* [PROBLEM TO WORK ON]
Look through the entries below and extract exactly the lines from the one containing "for right in" through the one containing "let mut out_times = Vec::new();", ends included.

* [EXTRACTED ENTRIES]
· · · ·

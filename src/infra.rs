// src/infra.rs
//! Seeder / trap / relay detectors.
//!
//! Each detector is a small additive rule set over [`InfraFeatures`], scored
//! 0-100 and bucketed into NONE (<40), MEDIUM (40-69) and HIGH (>=70).

use std::collections::{HashMap, HashSet};

use serde::{Deserialize, Serialize};

use crate::aggregator::active_days;
use crate::models::ExtractionPayload;
use crate::parser::normalized_transfer_value;

const DUST_ETH: f64 = 0.001;
const DUST_TOKEN: f64 = 1.0;
const FAST_FORWARD_SECS: i64 = 30 * 60;
const TEN_MINUTES: i64 = 600;
const ONE_HOUR: i64 = 3_600;
const MAX_EXPLAIN: usize = 5;
const REASONS_PER_DETECTOR: usize = 2;

#[derive(Debug, Clone, Copy, PartialEq, Eq, PartialOrd, Ord, Hash, Serialize, Deserialize)]
#[serde(rename_all = "UPPERCASE")]
pub enum InfraLevel {
    None,
    Medium,
    High,
}

impl InfraLevel {
    pub fn from_score(score: u32) -> Self {
        if score >= 70 {
            InfraLevel::High
        } else if score >= 40 {
            InfraLevel::Medium
        } else {
            InfraLevel::None
        }
    }
}

#[derive(Debug, Clone, PartialEq, Serialize, Deserialize)]
pub struct DetectorResult {
    pub score: u32,
    pub level: InfraLevel,
    pub reasons: Vec<String>,
}

#[derive(Debug, Clone, PartialEq, Serialize, Deserialize, Default)]
pub struct InfraFeatures {
    pub tx_in_count: usize,
    pub tx_out_count: usize,
    pub tx_total: usize,
    pub unique_senders: usize,
    pub unique_recipients: usize,
    pub unique_counterparties: usize,
    pub dust_out_count: usize,
    pub dust_out_unique_recipients: usize,
    pub dust_out_ratio: f64,
    pub total_in_value: f64,
    pub total_out_value: f64,
    pub in_out_ratio: f64,
    pub net_flow: f64,
    pub active_days: usize,
    pub peak_tx_per_10m: usize,
    pub peak_tx_per_hour: usize,
    pub median_in_to_out_seconds: Option<i64>,
    pub fast_forward_ratio: f64,
    pub sender_reuse_rate: f64,
}

#[derive(Debug, Clone, PartialEq, Serialize, Deserialize)]
pub struct Detectors {
    pub seeder: DetectorResult,
    pub trap: DetectorResult,
    pub relay: DetectorResult,
}

#[derive(Debug, Clone, PartialEq, Serialize, Deserialize)]
pub struct InfraSummary {
    pub level: InfraLevel,
    pub detectors: Detectors,
    pub features: InfraFeatures,
    pub explain: Vec<String>,
}

/// Most events whose span is strictly shorter than `window_secs`.
pub fn peak_tx_per_window(timestamps: &[i64], window_secs: i64) -> usize {
    if timestamps.is_empty() {
        return 0;
    }
    let mut sorted = timestamps.to_vec();
    sorted.sort_unstable();

    let mut peak = 1;
    let mut left = 0;
    for right in 0..sorted.len() {
        while sorted[right] - sorted[left] >= window_secs && left < right {
            left += 1;
        }
        peak = peak.max(right - left + 1);
    }
    peak
}

/// For each inbound time, seconds until the first outbound strictly after it.
/// Inbounds with no later outbound contribute nothing.
pub fn in_to_out_latency(in_times: &[i64], out_times: &[i64]) -> Vec<i64> {
    if in_times.is_empty() || out_times.is_empty() {
        return Vec::new();
    }
    let mut ins = in_times.to_vec();
    let mut outs = out_times.to_vec();
    ins.sort_unstable();
    outs.sort_unstable();

    let mut latencies = Vec::with_capacity(ins.len());
    let mut j = 0;
    for t_in in ins {
        while j < outs.len() && outs[j] <= t_in {
            j += 1;
        }
        match outs.get(j) {
            Some(t_out) => latencies.push(t_out - t_in),
            None => break,
        }
    }
    latencies
}

/// Lower median for an even count, as whole seconds.
fn median(values: &[i64]) -> Option<i64> {
    if values.is_empty() {
        return None;
    }
    let mut sorted = values.to_vec();
    sorted.sort_unstable();
    let mid = sorted.len() / 2;
    if sorted.len() % 2 == 1 {
        Some(sorted[mid])
    } else {
        Some((sorted[mid - 1] + sorted[mid]).div_euclid(2))
    }
}

pub fn extract_infra_features(payload: &ExtractionPayload) -> InfraFeatures {
    let address = payload.address.to_lowercase();
    let transfers = &payload.transfers;

    let mut timestamps = Vec::new();
    let mut in_times = Vec::new();
    let mut out_times = Vec::new();
    let mut senders: HashMap<&str, usize> = HashMap::new();
    let mut recipients: HashSet<&str> = HashSet::new();
    let mut dust_out_count = 0usize;
    let mut dust_recipients: HashSet<&str> = HashSet::new();
    let mut total_in_value = 0.0;
    let mut total_out_value = 0.0;

    for t in transfers {
        if let Some(ts) = t.timestamp {
            timestamps.push(ts);
        }
        if t.to == address && !t.from.is_empty() {
            *senders.entry(&t.from).or_default() += 1;
            if let Some(ts) = t.timestamp {
                in_times.push(ts);
            }
        }
        if t.from == address && !t.to.is_empty() {
            recipients.insert(&t.to);
            if let Some(ts) = t.timestamp {
                out_times.push(ts);
            }
        }

        let Some(value) = normalized_transfer_value(t) else {
            continue;
        };
        let dust = if t.contract_address().is_some() { DUST_TOKEN } else { DUST_ETH };
        if t.from == address {
            total_out_value += value;
            if value <= dust {
                dust_out_count += 1;
                dust_recipients.insert(&t.to);
            }
        } else if t.to == address {
            total_in_value += value;
        }
    }

    let latencies = in_to_out_latency(&in_times, &out_times);
    let fast_forward_ratio = if latencies.is_empty() {
        0.0
    } else {
        let fast = latencies.iter().filter(|l| **l <= FAST_FORWARD_SECS).count();
        fast as f64 / in_times.len().max(1) as f64
    };
    let sender_reuse_rate = if senders.is_empty() {
        0.0
    } else {
        senders.values().filter(|c| **c > 1).count() as f64 / senders.len() as f64
    };
    let unique_counterparties = senders
        .keys()
        .copied()
        .chain(recipients.iter().copied())
        .collect::<HashSet<&str>>()
        .len();

    InfraFeatures {
        tx_in_count: in_times.len(),
        tx_out_count: out_times.len(),
        tx_total: transfers.len(),
        unique_senders: senders.len(),
        unique_recipients: recipients.len(),
        unique_counterparties,
        dust_out_count,
        dust_out_unique_recipients: dust_recipients.len(),
        dust_out_ratio: dust_out_count as f64 / out_times.len().max(1) as f64,
        total_in_value,
        total_out_value,
        in_out_ratio: total_out_value / total_in_value.max(1e-9),
        net_flow: total_in_value - total_out_value,
        active_days: active_days(&timestamps),
        peak_tx_per_10m: peak_tx_per_window(&timestamps, TEN_MINUTES),
        peak_tx_per_hour: peak_tx_per_window(&timestamps, ONE_HOUR),
        median_in_to_out_seconds: median(&latencies),
        fast_forward_ratio,
        sender_reuse_rate,
    }
}

struct Rules {
    score: u32,
    reasons: Vec<String>,
}

impl Rules {
    fn new() -> Self {
        Self {
            score: 0,
            reasons: Vec::new(),
        }
    }

    fn add(&mut self, hit: bool, weight: u32, reason: &str) {
        if hit {
            self.score += weight;
            self.reasons.push(reason.to_string());
        }
    }

    fn finish(self) -> DetectorResult {
        let score = self.score.min(100);
        DetectorResult {
            score,
            level: InfraLevel::from_score(score),
            reasons: self.reasons,
        }
    }
}

/// Fan-out distributor: many tiny outbound transfers in bursts.
pub fn detect_seeder(f: &InfraFeatures) -> DetectorResult {
    let mut r = Rules::new();
    r.add(f.dust_out_unique_recipients >= 50, 30, "Many unique dust recipients");
    r.add(f.dust_out_ratio >= 0.7, 20, "Most outgoing transfers are dust-sized");
    r.add(f.peak_tx_per_10m >= 10, 20, "Burst activity in short windows");
    r.add(f.unique_recipients >= 100, 10, "High recipient fan-out");
    r.finish()
}

/// Pass-through collector: many one-off senders, quickly forwarded.
pub fn detect_trap(f: &InfraFeatures) -> DetectorResult {
    let mut r = Rules::new();
    r.add(f.unique_senders >= 30, 30, "Many unique senders");
    r.add(
        f.sender_reuse_rate <= 0.1 && f.unique_senders >= 10,
        20,
        "Low sender reuse",
    );
    r.add(
        f.median_in_to_out_seconds.is_some_and(|m| m <= ONE_HOUR),
        30,
        "Fast forwarding after inbound",
    );
    r.add(f.fast_forward_ratio >= 0.5, 20, "High forward-through ratio");
    r.finish()
}

/// Rapid in/out relay with near-zero net flow.
pub fn detect_relay(f: &InfraFeatures) -> DetectorResult {
    let mut r = Rules::new();
    r.add(
        f.tx_in_count >= 10 && f.tx_out_count >= 10,
        25,
        "Meaningful in/out activity",
    );
    r.add(
        f.median_in_to_out_seconds.is_some_and(|m| m <= 15 * 60),
        35,
        "Very rapid in→out turnover",
    );
    r.add(
        f.total_in_value > 0.0 && f.net_flow.abs() / f.total_in_value.max(1e-9) <= 0.1,
        20,
        "Net flow near zero",
    );
    r.add(f.unique_counterparties >= 30, 20, "Many counterparties");
    r.finish()
}

/// Run all detectors. A known-flagged address is escalated to HIGH when it
/// has activity in the window and to at least MEDIUM when dormant; the
/// escalation reason always survives truncation of the explanation list.
pub fn summarize_infra(payload: &ExtractionPayload, known_flagged: bool) -> InfraSummary {
    let features = extract_infra_features(payload);
    let detectors = Detectors {
        seeder: detect_seeder(&features),
        trap: detect_trap(&features),
        relay: detect_relay(&features),
    };
    let all = [&detectors.seeder, &detectors.trap, &detectors.relay];

    let mut level = all.iter().map(|d| d.level).max().unwrap_or(InfraLevel::None);
    let mut explain: Vec<String> = all
        .iter()
        .filter(|d| d.level >= InfraLevel::Medium)
        .flat_map(|d| d.reasons.iter().take(REASONS_PER_DETECTOR).cloned())
        .collect();

    if known_flagged {
        let forced = if features.tx_total > 0 {
            level = InfraLevel::High;
            "Known flagged address with recent activity"
        } else {
            level = level.max(InfraLevel::Medium);
            "Known flagged address (historical)"
        };
        explain.truncate(MAX_EXPLAIN - 1);
        explain.push(forced.to_string());
    } else {
        explain.truncate(MAX_EXPLAIN);
    }

    InfraSummary {
        level,
        detectors,
        features,
        explain,
    }
}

· · · ·

* [REPLY TO THE TASK]
    for right in 0..sorted.len() {
        while sorted[right] - sorted[left] >= window_secs && left < right {
            left += 1;
        }
        peak = peak.max(right - left + 1);
    }
    peak
}

/// For each inbound time, seconds until the first outbound strictly after it.
/// Inbounds with no later outbound contribute nothing.
pub fn in_to_out_latency(in_times: &[i64], out_times: &[i64]) -> Vec<i64> {
    if in_times.is_empty() || out_times.is_empty() {
        return Vec::new();
    }
    let mut ins = in_times.to_vec();
    let mut outs = out_times.to_vec();
    ins.sort_unstable();
    outs.sort_unstable();

    let mut latencies = Vec::with_capacity(ins.len());
    let mut j = 0;
    for t_in in ins {
        while j < outs.len() && outs[j] <= t_in {
            j += 1;
        }
        match outs.get(j) {
            Some(t_out) => latencies.push(t_out - t_in),
            None => break,
        }
    }
    latencies
}

/// Lower median for an even count, as whole seconds.
fn median(values: &[i64]) -> Option<i64> {
    if values.is_empty() {
        return None;
    }
    let mut sorted = values.to_vec();
    sorted.sort_unstable();
    let mid = sorted.len() / 2;
    if sorted.len() % 2 == 1 {
        Some(sorted[mid])
    } else {
        Some((sorted[mid - 1] + sorted[mid]).div_euclid(2))
    }
}

pub fn extract_infra_features(payload: &ExtractionPayload) -> InfraFeatures {
    let address = payload.address.to_lowercase();
    let transfers = &payload.transfers;

    let mut timestamps = Vec::new();
    let mut in_times = Vec::new();
    let mut out_times = Vec::new();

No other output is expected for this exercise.